Apa perbedaan antara Monocrystalline dan Polycrystalline?

Panel polycrystalline dibuat dari kristal silikon blok-cast seperti dijelaskan di atas. Hal ini menciptakan efek  

Elektron dapat terjebak dalam batas butir kristal antara kristal individu dalam panel Polycrystalline, hal ini menyebabkan rating efisiensi yang lebih rendah. Peringkat efisiensi khas untuk panel Poly-kristal adalah sekitar tanda 13.5% pada 25 ° C, ini akan turun sekitar 15 - 25% pada 50 ° C.

Panel mono-kristal dibuat dari silikon kristal tunggal, baik ditemukan secara alami (sangat jarang) atau tumbuh di laboratorium. Proses ini, disebut recrystallising, membuat panel Mono-kristal yang lebih mahal untuk diproduksi. Panel mono-kristal memiliki penampilan yang lebih seragam halus dari panel Polycrystalline, Panel mono-kristal memiliki efisiensi khas sekitar 15% di 25 ° C mark, yang turun di 50 ° C sekitar 12 - 15%.

Kesimpulannya, perbedaan utama antara polikristalin monocrystalline dan modul efisiensi dan harga mereka. Modul monocrystalline lebih efisien, tetapi juga lebih mahal. Perbedaan lainnya adalah warna mereka: modul Monocrystalline berwarna hitam, dan modul polikristalin berwarna biru. Hal ini menyebabkan perbedaan estetika (modul monocrystalline terlihat baik dalam sistem semua-hitam), dan juga untuk perbedaan kinerja di daerah yang hangat. Sejak absorbes hitam panas lebih mudah, dan karena efisiensi sel surya berkurang pada suhu tinggi, modul polikristalin akan terlalu terpengaruh oleh suhu tinggi.
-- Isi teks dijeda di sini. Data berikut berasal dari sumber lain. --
//! # Deploy Plugin
//!
//! Pipeline-facing facade over the listing, activation, and upload
//! operations. A release pipeline drives it through four hooks:
//!
//! | Hook | Effect |
//! |------|--------|
//! | `upload` | store the built archive |
//! | `activate` | repoint the manifest |
//! | `fetch_revisions` | list revisions, flag the active one |
//! | `fetch_initial_revisions` | same listing, captured before a deploy |
//!
//! Values that earlier pipeline stages produce (archive prefix and path,
//! recorded revision, command-line revision) arrive in a [`DeployContext`];
//! static settings come from [`DeployConfig`].

use std::path::PathBuf;

use crate::activate::{activate_revision, resolve_revision};
use crate::config::DeployConfig;
use crate::error::{DeployError, Result};
use crate::keys::KeyLayout;
use crate::manifest::{JsonManifestFormatter, ManifestFormatter};
use crate::revisions::{list_revisions, InitialRevisionList, RevisionList};
use crate::store::ObjectStore;
use crate::upload::upload_archive;

/// Revision recorded by an earlier pipeline stage.
#[derive(Debug, Clone, Default, PartialEq, Eq)]
pub struct RevisionData {
    pub revision_key: Option<String>,
}

/// Values produced by the surrounding pipeline.
#[derive(Debug, Clone, Default)]
pub struct DeployContext {
    /// Archive prefix chosen by the build stage (e.g. `dist-`).
    pub archive_prefix: Option<String>,
    /// Local path of the built archive.
    pub archive_path: Option<PathBuf>,
    /// File name the archive is stored under.
    pub archive_name: Option<String>,
    pub revision_data: Option<RevisionData>,
    /// Revision passed on the command line.
    pub command_revision: Option<String>,
}

/// Deploy hooks bound to one store and configuration.
pub struct DeployPlugin<S> {
    store: S,
    config: DeployConfig,
    formatter: Box<dyn ManifestFormatter>,
}

impl<S: ObjectStore> DeployPlugin<S> {
    /// Create a plugin writing JSON manifests.
    pub fn new(store: S, config: DeployConfig) -> Self {
        Self::with_formatter(store, config, JsonManifestFormatter)
    }

    /// Create a plugin with a custom manifest formatter.
    pub fn with_formatter(
        store: S,
        config: DeployConfig,
        formatter: impl ManifestFormatter + 'static,
    ) -> Self {
        Self {
            store,
            config,
            formatter: Box::new(formatter),
        }
    }

    pub fn store(&self) -> &S {
        &self.store
    }

    pub fn config(&self) -> &DeployConfig {
        &self.config
    }

    /// Key layout for this config, taking the archive prefix from the
    /// context when the config does not set one.
    pub fn layout(&self, ctx: &DeployContext) -> Result<KeyLayout> {
        let archive_prefix = self
            .config
            .archive_prefix
            .as_deref()
            .or(ctx.archive_prefix.as_deref())
            .ok_or(DeployError::MissingArchivePrefix)?;
        Ok(KeyLayout::new(
            archive_prefix,
            self.config.manifest_key.as_str(),
            self.config.path_prefix.as_deref(),
        ))
    }

    /// Upload the archive named in the context. Returns the key written.
    pub async fn upload(&self, ctx: &DeployContext) -> Result<String> {
        self.config.validate()?;
        let path = ctx
            .archive_path
            .as_deref()
            .ok_or(DeployError::MissingArchive("archive path"))?;
        let name = match ctx.archive_name.as_deref() {
            Some(name) => name.to_string(),
            None => path
                .file_name()
                .map(|n| n.to_string_lossy().into_owned())
                .ok_or(DeployError::MissingArchive("archive name"))?,
        };
        // The upload key only depends on the path prefix.
        let layout = KeyLayout::new(
            String::new(),
            self.config.manifest_key.as_str(),
            self.config.path_prefix.as_deref(),
        );
        upload_archive(&self.store, &layout, path, &name).await
    }

    /// Point the manifest at the configured or recorded revision.
    pub async fn activate(&self, ctx: &DeployContext) -> Result<()> {
        self.config.validate()?;
        let explicit = self
            .config
            .revision_key
            .as_deref()
            .filter(|r| !r.trim().is_empty())
            .or(ctx.command_revision.as_deref());
        let recorded = ctx
            .revision_data
            .as_ref()
            .and_then(|d| d.revision_key.as_deref());
        let revision = resolve_revision(explicit, recorded)?;
        let layout = self.layout(ctx)?;
        activate_revision(&self.store, &layout, &revision, self.formatter.as_ref()).await
    }

    /// List revisions and flag the active one.
    pub async fn fetch_revisions(&self, ctx: &DeployContext) -> Result<RevisionList> {
        self.config.validate()?;
        let layout = self.layout(ctx)?;
        let list = list_revisions(&self.store, &layout).await?;
        for r in &list.revisions {
            tracing::info!("{} | {} | active: {}", r.revision, r.timestamp, r.active);
        }
        Ok(list)
    }

    /// Same listing as [`fetch_revisions`](Self::fetch_revisions), reported
    /// as the pre-deploy snapshot.
    pub async fn fetch_initial_revisions(&self, ctx: &DeployContext) -> Result<InitialRevisionList> {
        self.fetch_revisions(ctx).await.map(InitialRevisionList::from)
    }
}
Sebagai garis bawah, karena biaya sistem merupakan pendorong utama untuk cepat pengembalian investasi, kebanyakan orang lebih memilih modul polikristalin. Modul monocrystalline sering dipilih untuk proyek-proyek surya di mana ruang sangat terbatas, karena efisiensi yang lebih tinggi.